Current methods that annotate conserved transcription factor binding sites in an alignment of two regulatory regions perform the alignment and annotation step separately and combine the results in the end. If the site descriptions are weak or the sequence similarity is low, the local gap structure of the alignment poses a problem in detecting the conserved sites. It is therefore desirable to have an approach that is able to simultaneously consider the alignment as well as possibly matching site locations.

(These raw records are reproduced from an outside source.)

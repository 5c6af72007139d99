//! # Geometry — Validated Geographic Points
//!
//! Locations optionally carry a geographic point. The type is validated on
//! construction: out-of-range or non-finite coordinates cannot exist in a
//! stored record.

use serde::{Deserialize, Serialize};
use thiserror::Error;

/// Error constructing a [`GeoPoint`] from raw coordinates.
#[derive(Error, Debug, Clone, PartialEq)]
pub enum GeometryError {
    /// Latitude outside [-90, 90] or not a finite number.
    #[error("latitude out of range [-90, 90]: {0}")]
    LatitudeOutOfRange(f64),

    /// Longitude outside [-180, 180] or not a finite number.
    #[error("longitude out of range [-180, 180]: {0}")]
    LongitudeOutOfRange(f64),
}

/// A validated WGS 84 point.
///
/// Construct via [`GeoPoint::new`]; the deserialize impl routes through the
/// same validation, so a malformed point cannot enter through persistence
/// either.
#[derive(Debug, Clone, Copy, PartialEq, Serialize, Deserialize)]
#[serde(try_from = "RawGeoPoint")]
pub struct GeoPoint {
    latitude: f64,
    longitude: f64,
}

/// Unvalidated wire form of a point, used only as a deserialization step.
#[derive(Deserialize)]
struct RawGeoPoint {
    latitude: f64,
    longitude: f64,
}

impl TryFrom<RawGeoPoint> for GeoPoint {
    type Error = GeometryError;

    fn try_from(raw: RawGeoPoint) -> Result<Self, Self::Error> {
        GeoPoint::new(raw.latitude, raw.longitude)
    }
}

impl GeoPoint {
    /// Create a validated point.
    pub fn new(latitude: f64, longitude: f64) -> Result<Self, GeometryError> {
        if !latitude.is_finite() || !(-90.0..=90.0).contains(&latitude) {
            return Err(GeometryError::LatitudeOutOfRange(latitude));
        }
        if !longitude.is_finite() || !(-180.0..=180.0).contains(&longitude) {
            return Err(GeometryError::LongitudeOutOfRange(longitude));
        }
        Ok(Self {
            latitude,
            longitude,
        })
    }

    /// Latitude in degrees.
    pub fn latitude(&self) -> f64 {
        self.latitude
    }

    /// Longitude in degrees.
    pub fn longitude(&self) -> f64 {
        self.longitude
    }
}

impl std::fmt::Display for GeoPoint {
    fn fmt(&self, f: &mut std::fmt::Formatter<'_>) -> std::fmt::Result {
        write!(f, "({}, {})", self.latitude, self.longitude)
    }
}

#[cfg(test)]
mod tests {
    use super::*;

    #[test]
    fn test_valid_point() {
        let p = GeoPoint::new(52.52, 13.405).unwrap();
        assert_eq!(p.latitude(), 52.52);
        assert_eq!(p.longitude(), 13.405);
    }

    #[test]
    fn test_boundary_values_accepted() {
        assert!(GeoPoint::new(90.0, 180.0).is_ok());
        assert!(GeoPoint::new(-90.0, -180.0).is_ok());
        assert!(GeoPoint::new(0.0, 0.0).is_ok());
    }

    #[test]
    fn test_latitude_out_of_range() {
        assert_eq!(
            GeoPoint::new(90.1, 0.0),
            Err(GeometryError::LatitudeOutOfRange(90.1))
        );
        assert!(GeoPoint::new(-91.0, 0.0).is_err());
    }

    #[test]
    fn test_longitude_out_of_range() {
        assert_eq!(
            GeoPoint::new(0.0, 180.5),
            Err(GeometryError::LongitudeOutOfRange(180.5))
        );
        assert!(GeoPoint::new(0.0, -181.0).is_err());
    }

    #[test]
    fn test_non_finite_rejected() {
        assert!(GeoPoint::new(f64::NAN, 0.0).is_err());
        assert!(GeoPoint::new(0.0, f64::INFINITY).is_err());
    }

    #[test]
    fn test_deserialize_validates() {
        let ok: Result<GeoPoint, _> =
            serde_json::from_str(r#"{"latitude": 10.0, "longitude": 20.0}"#);
        assert!(ok.is_ok());

        let bad: Result<GeoPoint, _> =
            serde_json::from_str(r#"{"latitude": 95.0, "longitude": 20.0}"#);
        assert!(bad.is_err());
    }

    #[test]
    fn test_serde_roundtrip() {
        let p = GeoPoint::new(-33.86, 151.21).unwrap();
        let json = serde_json::to_string(&p).unwrap();
        let parsed: GeoPoint = serde_json::from_str(&json).unwrap();
        assert_eq!(parsed, p);
    }
}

With SimAnn we have developed a tool that serves exactly this purpose. By combining the annotation step and the alignment of the two sequences into one algorithm, it detects conserved sites more clearly. It has the additional advantage that all parameters are calculated based on statistical considerations. This allows for its successful application with any binding site model of interest. We present the algorithm and the approach for parameter selection and compare its performance with that of other, non-simultaneous methods on both simulated and real data.
A command-line based C++ implementation of SimAnn is available from the authors upon request. In addition, we provide Perl scripts for calculating the input parameters based on statistical considerations.
当前在两个调控区域比对中注释保守转录因子结合位点的方法,是将比对和注释步骤分开进行,最后再合并结果。如果位点描述不明确或序列相似性较低,比对的局部空位结构在检测保守位点时就会产生问题。因此,需要一种能够同时考虑比对以及可能匹配的位点位置的方法。
我们利用模拟退火算法开发了一个恰好能实现这一目的的工具。通过将注释步骤和两个序列的比对合并为一个算法,它能更清晰地检测保守位点。它还有一个额外的优点,即所有参数都是基于统计考量计算得出的。这使得它能够成功应用于任何感兴趣的结合位点模型。我们展示了该算法以及参数选择方法,并在模拟数据和真实数据上,将其性能与其他非同步方法的性能进行了比较。
作者可应要求提供基于命令行的SimAnn C++实现。此外,我们还提供了基于统计考量计算输入参数的Perl脚本。